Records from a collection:
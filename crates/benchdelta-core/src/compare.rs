use std::collections::BTreeMap;

use serde::{Deserialize, Serialize};
use tracing::debug;

use crate::delta::pct_delta;
use crate::errors::ReportError;
use crate::model::{Classification, ComparisonRow, IdentityKey, MetricRecord, Side};

/// What to do when an identity key appears twice on one side.
#[derive(Debug, Clone, Copy, PartialEq, Eq, Default, Serialize, Deserialize)]
#[serde(rename_all = "snake_case")]
pub enum DuplicateKeyPolicy {
    /// The later record replaces the earlier one.
    #[default]
    LastWins,
    /// Fail with [`ReportError::DuplicateKey`].
    Reject,
}

/// Classify one endpoint's deltas against `threshold` (percent).
///
/// Rules are checked in order and the first match wins; all comparisons are
/// inclusive:
/// - improved: p95 fell by at least `threshold`, throughput did not fall by
///   more than `threshold`, error rate did not rise by more than `threshold`
/// - regressed: p95 rose by at least `threshold`, or throughput fell by at
///   least `threshold`, or error rate rose by at least `threshold`
/// - neutral otherwise
pub fn classify(p95_delta: f64, rps_delta: f64, err_delta: f64, threshold: f64) -> Classification {
    if p95_delta <= -threshold && rps_delta >= -threshold && err_delta <= threshold {
        Classification::Improved
    } else if p95_delta >= threshold || rps_delta <= -threshold || err_delta >= threshold {
        Classification::Regressed
    } else {
        Classification::Neutral
    }
}

/// Join current records against the baseline and classify every shared key.
///
/// Duplicate keys on either side resolve last-write-wins. Keys only present
/// in `current` produce no row. Rows come out in identity key order.
pub fn compare_records(
    current: &[MetricRecord],
    baseline: &[MetricRecord],
    threshold: f64,
) -> Vec<ComparisonRow> {
    let current = index_last_wins(current, Side::Current);
    let baseline = index_last_wins(baseline, Side::Baseline);
    join(&current, &baseline, threshold)
}

/// [`compare_records`] with an explicit duplicate key policy.
pub fn compare_records_with_policy(
    current: &[MetricRecord],
    baseline: &[MetricRecord],
    threshold: f64,
    policy: DuplicateKeyPolicy,
) -> Result<Vec<ComparisonRow>, ReportError> {
    let current = index_records(current, Side::Current, policy)?;
    let baseline = index_records(baseline, Side::Baseline, policy)?;
    Ok(join(&current, &baseline, threshold))
}

/// Build the identity key index for one side of a comparison.
pub fn index_records(
    records: &[MetricRecord],
    side: Side,
    policy: DuplicateKeyPolicy,
) -> Result<BTreeMap<IdentityKey, &MetricRecord>, ReportError> {
    match policy {
        DuplicateKeyPolicy::LastWins => Ok(index_last_wins(records, side)),
        DuplicateKeyPolicy::Reject => {
            let mut index = BTreeMap::new();
            for record in records {
                let key = record.identity_key();
                if index.contains_key(&key) {
                    return Err(ReportError::DuplicateKey {
                        key: key.to_string(),
                        side,
                    });
                }
                index.insert(key, record);
            }
            Ok(index)
        }
    }
}

fn index_last_wins(records: &[MetricRecord], side: Side) -> BTreeMap<IdentityKey, &MetricRecord> {
    let mut index = BTreeMap::new();
    for record in records {
        let key = record.identity_key();
        if index.contains_key(&key) {
            debug!(%key, %side, "duplicate metric key, keeping the later record");
        }
        index.insert(key, record);
    }
    index
}

fn join(
    current: &BTreeMap<IdentityKey, &MetricRecord>,
    baseline: &BTreeMap<IdentityKey, &MetricRecord>,
    threshold: f64,
) -> Vec<ComparisonRow> {
    let mut rows = Vec::new();
    for (key, now) in current {
        let Some(before) = baseline.get(key) else {
            debug!(%key, "no baseline metric, skipping");
            continue;
        };
        rows.push(compare_pair(key, before, now, threshold));
    }
    rows
}

fn compare_pair(
    key: &IdentityKey,
    before: &MetricRecord,
    now: &MetricRecord,
    threshold: f64,
) -> ComparisonRow {
    let p95_delta_pct = pct_delta(before.p95_ms(), now.p95_ms());
    let throughput_delta_pct = pct_delta(before.throughput_rps(), now.throughput_rps());
    let error_rate_delta_pct = pct_delta(before.error_rate_pct(), now.error_rate_pct());

    ComparisonRow {
        endpoint_name: key.endpoint_name.clone().unwrap_or_default(),
        tier: key.tier.clone().unwrap_or_default(),
        path: key.path.clone(),
        p95_before_ms: before.p95_ms(),
        p95_after_ms: now.p95_ms(),
        p95_delta_pct,
        throughput_before_rps: before.throughput_rps(),
        throughput_after_rps: now.throughput_rps(),
        throughput_delta_pct,
        error_rate_before_pct: before.error_rate_pct(),
        error_rate_after_pct: now.error_rate_pct(),
        error_rate_delta_pct,
        status: classify(
            p95_delta_pct,
            throughput_delta_pct,
            error_rate_delta_pct,
            threshold,
        ),
    }
}
//! Baseline comparison contract: join, delta and classification over whole
//! report documents.

use benchdelta_core::{
    compare_records, compare_records_with_policy, flatten_metrics, summarize_statuses,
    BenchmarkDelta, Classification, CompareConfig, DuplicateKeyPolicy, Report, ReportError,
};
use serde_json::{json, Value};

fn endpoint(name: &str, tier: &str, p95: f64) -> Value {
    json!({
        "endpointName": name,
        "path": format!("/api/{name}"),
        "tier": tier,
        "p95Ms": p95,
        "avgMs": p95 / 2.0,
        "throughputRps": 50.0,
        "errorRatePct": 0.0,
        "statuses": {"200": 100}
    })
}

fn report(run_id: &str, api_core: Vec<Value>) -> Value {
    json!({
        "metadata": {"runId": run_id},
        "modules": {"apiCore": {"endpointMetrics": api_core}}
    })
}

fn classify_p95(before: f64, after: f64) -> Classification {
    let current = flatten_metrics(&report("now", vec![endpoint("E", "t", after)])).unwrap();
    let baseline = flatten_metrics(&report("base", vec![endpoint("E", "t", before)])).unwrap();
    let rows = compare_records(&current, &baseline, 5.0);
    assert_eq!(rows.len(), 1);
    rows[0].status
}

#[test]
fn latency_drop_beyond_threshold_is_improved() {
    assert_eq!(classify_p95(100.0, 90.0), Classification::Improved);
}

#[test]
fn latency_rise_beyond_threshold_is_regressed() {
    assert_eq!(classify_p95(100.0, 110.0), Classification::Regressed);
}

#[test]
fn latency_change_within_threshold_is_neutral() {
    assert_eq!(classify_p95(100.0, 102.0), Classification::Neutral);
}

#[test]
fn endpoints_new_since_baseline_are_not_compared() {
    let current = flatten_metrics(&report(
        "now",
        vec![endpoint("clients", "smoke", 10.0), endpoint("invoices", "smoke", 10.0)],
    ))
    .unwrap();
    let baseline = flatten_metrics(&report("base", vec![endpoint("clients", "smoke", 10.0)])).unwrap();

    let rows = compare_records(&current, &baseline, 5.0);
    let names: Vec<&str> = rows.iter().map(|r| r.endpoint_name.as_str()).collect();
    assert_eq!(names, ["clients"]);
}

#[test]
fn row_order_follows_current_keys_not_baseline_order() {
    let current = flatten_metrics(&report(
        "now",
        vec![
            endpoint("services", "smoke", 10.0),
            endpoint("clients", "load", 10.0),
            endpoint("clients", "smoke", 10.0),
        ],
    ))
    .unwrap();
    let forward = flatten_metrics(&report(
        "base",
        vec![
            endpoint("clients", "load", 10.0),
            endpoint("clients", "smoke", 10.0),
            endpoint("services", "smoke", 10.0),
        ],
    ))
    .unwrap();
    let mut reversed = forward.clone();
    reversed.reverse();

    let a = compare_records(&current, &forward, 5.0);
    let b = compare_records(&current, &reversed, 5.0);
    assert_eq!(a, b);
    let keys: Vec<(&str, &str)> = a
        .iter()
        .map(|r| (r.endpoint_name.as_str(), r.tier.as_str()))
        .collect();
    assert_eq!(
        keys,
        [("clients", "load"), ("clients", "smoke"), ("services", "smoke")]
    );
}

#[test]
fn path_is_part_of_the_identity_key() {
    let mut moved = endpoint("clients", "smoke", 10.0);
    moved["path"] = json!("/api/v2/clients");
    let current = flatten_metrics(&report("now", vec![moved])).unwrap();
    let baseline = flatten_metrics(&report("base", vec![endpoint("clients", "smoke", 10.0)])).unwrap();
    assert!(compare_records(&current, &baseline, 5.0).is_empty());
}

#[test]
fn same_key_across_sections_joins_last_section() {
    let doc = json!({
        "modules": {
            "apiCore": {"endpointMetrics": [endpoint("clients", "smoke", 500.0)]},
            "uiPages": {"endpointMetrics": [endpoint("clients", "smoke", 100.0)]}
        }
    });
    let current = flatten_metrics(&doc).unwrap();
    let baseline = flatten_metrics(&report("base", vec![endpoint("clients", "smoke", 100.0)])).unwrap();

    let rows = compare_records(&current, &baseline, 5.0);
    assert_eq!(rows.len(), 1);
    assert_eq!(rows[0].p95_after_ms, 100.0);

    let err = compare_records_with_policy(&current, &baseline, 5.0, DuplicateKeyPolicy::Reject)
        .unwrap_err();
    assert!(matches!(err, ReportError::DuplicateKey { .. }));
}

#[test]
fn zero_baseline_error_rate_saturates_to_regression() {
    let mut failing = endpoint("clients", "smoke", 100.0);
    failing["errorRatePct"] = json!(0.5);
    let current = flatten_metrics(&report("now", vec![failing])).unwrap();
    let baseline = flatten_metrics(&report("base", vec![endpoint("clients", "smoke", 100.0)])).unwrap();

    let rows = compare_records(&current, &baseline, 5.0);
    assert_eq!(rows[0].error_rate_delta_pct, 100.0);
    assert_eq!(rows[0].status, Classification::Regressed);
}

#[test]
fn missing_metrics_compare_as_zero() {
    let current = flatten_metrics(&report("now", vec![json!({"endpointName": "bare", "tier": "t"})])).unwrap();
    let baseline = flatten_metrics(&report("base", vec![json!({"endpointName": "bare", "tier": "t"})])).unwrap();

    let rows = compare_records(&current, &baseline, 5.0);
    assert_eq!(rows.len(), 1);
    assert_eq!(rows[0].p95_delta_pct, 0.0);
    assert_eq!(rows[0].throughput_delta_pct, 0.0);
    assert_eq!(rows[0].error_rate_delta_pct, 0.0);
    // all-zero deltas satisfy the improved rule only when the threshold is not positive
    assert_eq!(rows[0].status, Classification::Neutral);
    assert_eq!(
        compare_records(&current, &baseline, 0.0)[0].status,
        Classification::Improved
    );
}

#[test]
fn status_summary_matches_per_record_counts() {
    let doc = json!({
        "modules": {
            "apiCore": {"endpointMetrics": [{"statuses": {"200": 3}}]},
            "apiWrite": {"endpointMetrics": [{"statuses": {"200": 2, "429": 1}}]},
            "uiPages": {"endpointMetrics": [{"endpointName": "no-statuses"}]}
        }
    });
    let records = flatten_metrics(&doc).unwrap();
    let summary = summarize_statuses(&records);
    assert_eq!(serde_json::to_value(&summary).unwrap(), json!({"200": 5, "429": 1}));
}

#[test]
fn benchmark_delta_honours_configured_policy() {
    let doubled = report(
        "now",
        vec![endpoint("clients", "smoke", 10.0), endpoint("clients", "smoke", 11.0)],
    );
    let current = Report::from_value(doubled).unwrap();
    let baseline = Report::from_value(report("base", vec![endpoint("clients", "smoke", 10.0)])).unwrap();

    let lenient = BenchmarkDelta::compute(&current, &baseline, &CompareConfig::default()).unwrap();
    assert_eq!(lenient.metrics.len(), 1);
    assert_eq!(lenient.against_run_id, "base");

    let strict = CompareConfig::default().with_strict_keys(true);
    assert!(BenchmarkDelta::compute(&current, &baseline, &strict).is_err());
}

# [Exercise directions]
Return each line of the records above in which the word "deltas" occurs.

# [Exercise result]
/// Classify one endpoint's deltas against `threshold` (percent).
    // all-zero deltas satisfy the improved rule only when the threshold is not positive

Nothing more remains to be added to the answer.